A physical property is any property that is measurable, whose value describes a state of a physical system. The changes in the physical properties of a system can be used to describe its changes between momentary states. Physical properties are often referred to as observables. They are not modal properties. A quantifiable physical property is called physical quantity.

Physical properties are often characterized as intensive and extensive properties. An intensive property does not depend on the size or extent of the system, nor on the amount of matter in the object, while an extensive property shows an additive relationship. These classifications are in general only valid in cases when smaller subdivisions of the sample do not interact in some physical or chemical process when combined.

Properties may also be classified with respect to the directionality of their nature. For example, isotropic properties do not change with the direction of observation, and anisotropic properties do have spatial variance.

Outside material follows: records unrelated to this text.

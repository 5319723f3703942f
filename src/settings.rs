/// User settings
///
/// Read once at start-up from `settings.json` in the platform config
/// directory:
/// - Linux: ~/.config/artisan-market/settings.json
/// - macOS: ~/Library/Application Support/artisan-market/settings.json
/// - Windows: %APPDATA%\artisan-market\settings.json
///
/// Every field is optional; a missing file means defaults.
use std::io::ErrorKind;
use std::path::{Path, PathBuf};

use serde::{Deserialize, Serialize};
use thiserror::Error;

use crate::state::filter::SortBy;

#[derive(Debug, Error)]
pub enum SettingsError {
    #[error("failed to read {path}: {source}")]
    Io {
        path: PathBuf,
        #[source]
        source: std::io::Error,
    },
    #[error("malformed settings: {0}")]
    Parse(#[from] serde_json::Error),
    #[error("page_size must be at least 1")]
    InvalidPageSize,
}

#[derive(Serialize, Deserialize, Debug, Clone, Copy, PartialEq, Eq, Default)]
#[serde(rename_all = "snake_case")]
pub enum ThemePreference {
    #[default]
    Dark,
    Light,
}

impl ThemePreference {
    pub fn theme(self) -> iced::Theme {
        match self {
            ThemePreference::Dark => iced::Theme::Dark,
            ThemePreference::Light => iced::Theme::Light,
        }
    }
}

#[derive(Serialize, Deserialize, Debug, Clone, PartialEq, Eq)]
#[serde(default)]
pub struct Settings {
    pub theme: ThemePreference,
    /// How many artworks "Load More" reveals at a time
    pub page_size: usize,
    /// Sort selected when the catalog opens
    pub default_sort: SortBy,
}

impl Default for Settings {
    fn default() -> Self {
        Self {
            theme: ThemePreference::Dark,
            page_size: 6,
            default_sort: SortBy::Newest,
        }
    }
}

impl Settings {
    /// Where the settings file is expected, if the platform has a config dir
    pub fn path() -> Option<PathBuf> {
        let mut path = dirs::config_dir()?;
        path.push("artisan-market");
        path.push("settings.json");
        Some(path)
    }

    /// Parse and validate settings JSON
    pub fn from_json(json: &str) -> Result<Self, SettingsError> {
        let settings: Settings = serde_json::from_str(json)?;
        if settings.page_size == 0 {
            return Err(SettingsError::InvalidPageSize);
        }
        Ok(settings)
    }

    pub fn to_json(&self) -> Result<String, serde_json::Error> {
        serde_json::to_string_pretty(self)
    }
}

/// Load settings from `path`. A missing file yields the defaults.
pub async fn load(path: PathBuf) -> Result<Settings, SettingsError> {
    match tokio::fs::read_to_string(&path).await {
        Ok(json) => {
            log::debug!("Read settings from {}", path.display());
            Settings::from_json(&json)
        }
        Err(e) if e.kind() == ErrorKind::NotFound => {
            log::debug!("No settings at {}, using defaults", path.display());
            Ok(Settings::default())
        }
        Err(source) => Err(SettingsError::Io { path, source }),
    }
}

/// Load from the platform location, falling back to defaults on any error
pub async fn load_or_default(path: Option<PathBuf>) -> Settings {
    let Some(path) = path else {
        log::warn!("Could not determine config directory, using default settings");
        return Settings::default();
    };

    load(path).await.unwrap_or_else(|e| {
        log::warn!("⚠️  Ignoring settings: {}", e);
        Settings::default()
    })
}

/// Human-readable location for the status line
pub fn describe(path: Option<&Path>) -> String {
    match path {
        Some(path) => path.display().to_string(),
        None => "<no config dir>".to_string(),
    }
}
/// Art profile form and its generated summary
///
/// The "AI summary" is a fixed template filled with the form fields.
use std::fmt;

use thiserror::Error;

/// Interests offered on the profile form, in display order
pub const ART_INTERESTS: [&str; 10] = [
    "Pottery",
    "Textiles",
    "Woodwork",
    "Jewelry",
    "Paintings",
    "Sculptures",
    "Metalwork",
    "Ceramics",
    "Weaving",
    "Embroidery",
];

pub const MIN_AGE: u8 = 13;
pub const MAX_AGE: u8 = 120;

#[derive(Debug, Clone, Copy, PartialEq, Eq)]
pub enum Experience {
    Beginner,
    Intermediate,
    Advanced,
    Professional,
}

impl Experience {
    pub const ALL: [Experience; 4] = [
        Experience::Beginner,
        Experience::Intermediate,
        Experience::Advanced,
        Experience::Professional,
    ];

    /// The bare level name used inside the summary
    pub fn name(self) -> &'static str {
        match self {
            Experience::Beginner => "Beginner",
            Experience::Intermediate => "Intermediate",
            Experience::Advanced => "Advanced",
            Experience::Professional => "Professional",
        }
    }
}

/// Picker label
impl fmt::Display for Experience {
    fn fmt(&self, f: &mut fmt::Formatter<'_>) -> fmt::Result {
        let hint = match self {
            Experience::Beginner => "Just starting to explore art",
            Experience::Intermediate => "Some experience with art",
            Experience::Advanced => "Experienced art enthusiast",
            Experience::Professional => "Working in creative field",
        };
        write!(f, "{} - {}", self.name(), hint)
    }
}

#[derive(Debug, Clone, PartialEq, Eq, Error)]
pub enum ProfileError {
    #[error("Please enter your full name")]
    MissingName,
    #[error("Please enter your age")]
    MissingAge,
    #[error("Age must be a whole number between {} and {}", MIN_AGE, MAX_AGE)]
    InvalidAge,
    #[error("Please describe your skills and talents")]
    MissingSkills,
}

/// Raw form input, kept as typed by the user
#[derive(Debug, Clone, Default, PartialEq)]
pub struct ProfileForm {
    pub name: String,
    /// Kept as text so partial input survives editing
    pub age: String,
    pub location: String,
    pub skills: String,
    pub experience: Option<Experience>,
    /// Selected interests, in the order they were picked
    pub interests: Vec<String>,
}

impl ProfileForm {
    /// Select an interest, or deselect it if already selected
    pub fn toggle_interest(&mut self, interest: &str) {
        if let Some(index) = self.interests.iter().position(|i| i == interest) {
            self.interests.remove(index);
        } else {
            self.interests.push(interest.to_string());
        }
    }

    pub fn has_interest(&self, interest: &str) -> bool {
        self.interests.iter().any(|i| i == interest)
    }

    /// Check the required fields, returning the parsed age
    pub fn validate(&self) -> Result<u8, ProfileError> {
        if self.name.trim().is_empty() {
            return Err(ProfileError::MissingName);
        }

        let age = self.age.trim();
        if age.is_empty() {
            return Err(ProfileError::MissingAge);
        }
        let age: u8 = age.parse().map_err(|_| ProfileError::InvalidAge)?;
        if !(MIN_AGE..=MAX_AGE).contains(&age) {
            return Err(ProfileError::InvalidAge);
        }

        if self.skills.trim().is_empty() {
            return Err(ProfileError::MissingSkills);
        }

        Ok(age)
    }

    /// Validate the form and fill the profile summary template
    pub fn summary(&self) -> Result<String, ProfileError> {
        let age = self.validate()?;
        let experience = self.experience.map(Experience::name).unwrap_or_default();
        let interests = self.interests.join(", ");
        let specialties = self
            .interests
            .iter()
            .take(2)
            .map(String::as_str)
            .collect::<Vec<_>>()
            .join(" and ");

        Ok(format!(
            "Based on your profile, you are a {age}-year-old art enthusiast named {name} \
             with skills in {skills}. Your interests in {interests} suggest you have a deep \
             appreciation for traditional crafts. With {experience} experience, you would \
             particularly enjoy exploring handcrafted pieces that showcase authentic techniques \
             and cultural heritage. We recommend connecting with artisans who specialize in \
             {specialties} to discover unique pieces that align with your artistic sensibilities.",
            name = self.name,
            skills = self.skills,
        ))
    }
}

#[cfg(test)]
mod tests {
    use super::*;

    fn filled() -> ProfileForm {
        ProfileForm {
            name: "Ana Lima".to_string(),
            age: "34".to_string(),
            location: "Porto, Portugal".to_string(),
            skills: "wheel throwing".to_string(),
            experience: Some(Experience::Intermediate),
            interests: Vec::new(),
        }
    }

    #[test]
    fn test_toggle_interest_keeps_pick_order() {
        let mut form = ProfileForm::default();
        form.toggle_interest("Weaving");
        form.toggle_interest("Pottery");
        form.toggle_interest("Jewelry");
        form.toggle_interest("Pottery");

        assert_eq!(form.interests, vec!["Weaving", "Jewelry"]);
        assert!(form.has_interest("Weaving"));
        assert!(!form.has_interest("Pottery"));
    }

    #[test]
    fn test_summary_text() {
        let mut form = filled();
        form.toggle_interest("Pottery");
        form.toggle_interest("Textiles");
        form.toggle_interest("Weaving");

        let summary = form.summary().unwrap();
        assert_eq!(
            summary,
            "Based on your profile, you are a 34-year-old art enthusiast named Ana Lima with \
             skills in wheel throwing. Your interests in Pottery, Textiles, Weaving suggest you \
             have a deep appreciation for traditional crafts. With Intermediate experience, you \
             would particularly enjoy exploring handcrafted pieces that showcase authentic \
             techniques and cultural heritage. We recommend connecting with artisans who \
             specialize in Pottery and Textiles to discover unique pieces that align with your \
             artistic sensibilities."
        );
    }

    #[test]
    fn test_summary_without_experience_or_interests() {
        let mut form = filled();
        form.experience = None;

        let summary = form.summary().unwrap();
        assert!(summary.contains("Your interests in  suggest"));
        assert!(summary.contains("With  experience"));
        assert!(summary.contains("specialize in  to discover"));
    }

    #[test]
    fn test_validation() {
        let mut form = filled();
        form.name = "  ".to_string();
        assert_eq!(form.validate(), Err(ProfileError::MissingName));

        let mut form = filled();
        form.age.clear();
        assert_eq!(form.validate(), Err(ProfileError::MissingAge));

        for bad in ["12", "121", "thirty", "-5", "300"] {
            let mut form = filled();
            form.age = bad.to_string();
            assert_eq!(form.validate(), Err(ProfileError::InvalidAge), "age {bad}");
        }

        let mut form = filled();
        form.skills.clear();
        assert_eq!(form.summary(), Err(ProfileError::MissingSkills));

        let mut form = filled();
        form.age = " 13 ".to_string();
        assert_eq!(form.validate(), Ok(13));
    }
}
use std::fmt;
use std::io::Write;

use chrono::Local;
use log::{LevelFilter, Record, SetLoggerError};
use serde::Serialize;

/// One formatted log line
#[derive(Debug, Serialize, Clone)]
pub struct LogMessage {
    level: String,
    message: String,
    timestamp: String,
}

impl LogMessage {
    pub fn from_record(record: &Record) -> Self {
        Self {
            level: record.level().to_string(),
            message: record.args().to_string(),
            timestamp: Local::now().to_rfc3339(),
        }
    }
}

impl fmt::Display for LogMessage {
    fn fmt(&self, f: &mut fmt::Formatter<'_>) -> fmt::Result {
        write!(f, "{} [{}] {}", self.timestamp, self.level, self.message)
    }
}

/// Installs the stderr logger. `RUST_LOG` overrides `default_level`.
pub fn init(default_level: LevelFilter) -> Result<(), SetLoggerError> {
    env_logger::Builder::new()
        .filter_level(default_level)
        .parse_default_env()
        .format(|buf, record| writeln!(buf, "{}", LogMessage::from_record(record)))
        .try_init()
}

It may be difficult to determine whether a given property is a material property or not.  Color, for example, can be seen and measured; however, what one perceives as color is really an interpretation of the reflective properties of a surface and the light used to illuminate it. In this sense, many ostensibly physical properties are called supervenient. A supervenient property is one which is actual, but is secondary to some underlying reality. This is similar to the way in which objects are supervenient on atomic structure. A cup might have the physical properties of mass, shape, color, temperature, etc., but these properties are supervenient on the underlying atomic structure, which may in turn be supervenient on an underlying quantum structure.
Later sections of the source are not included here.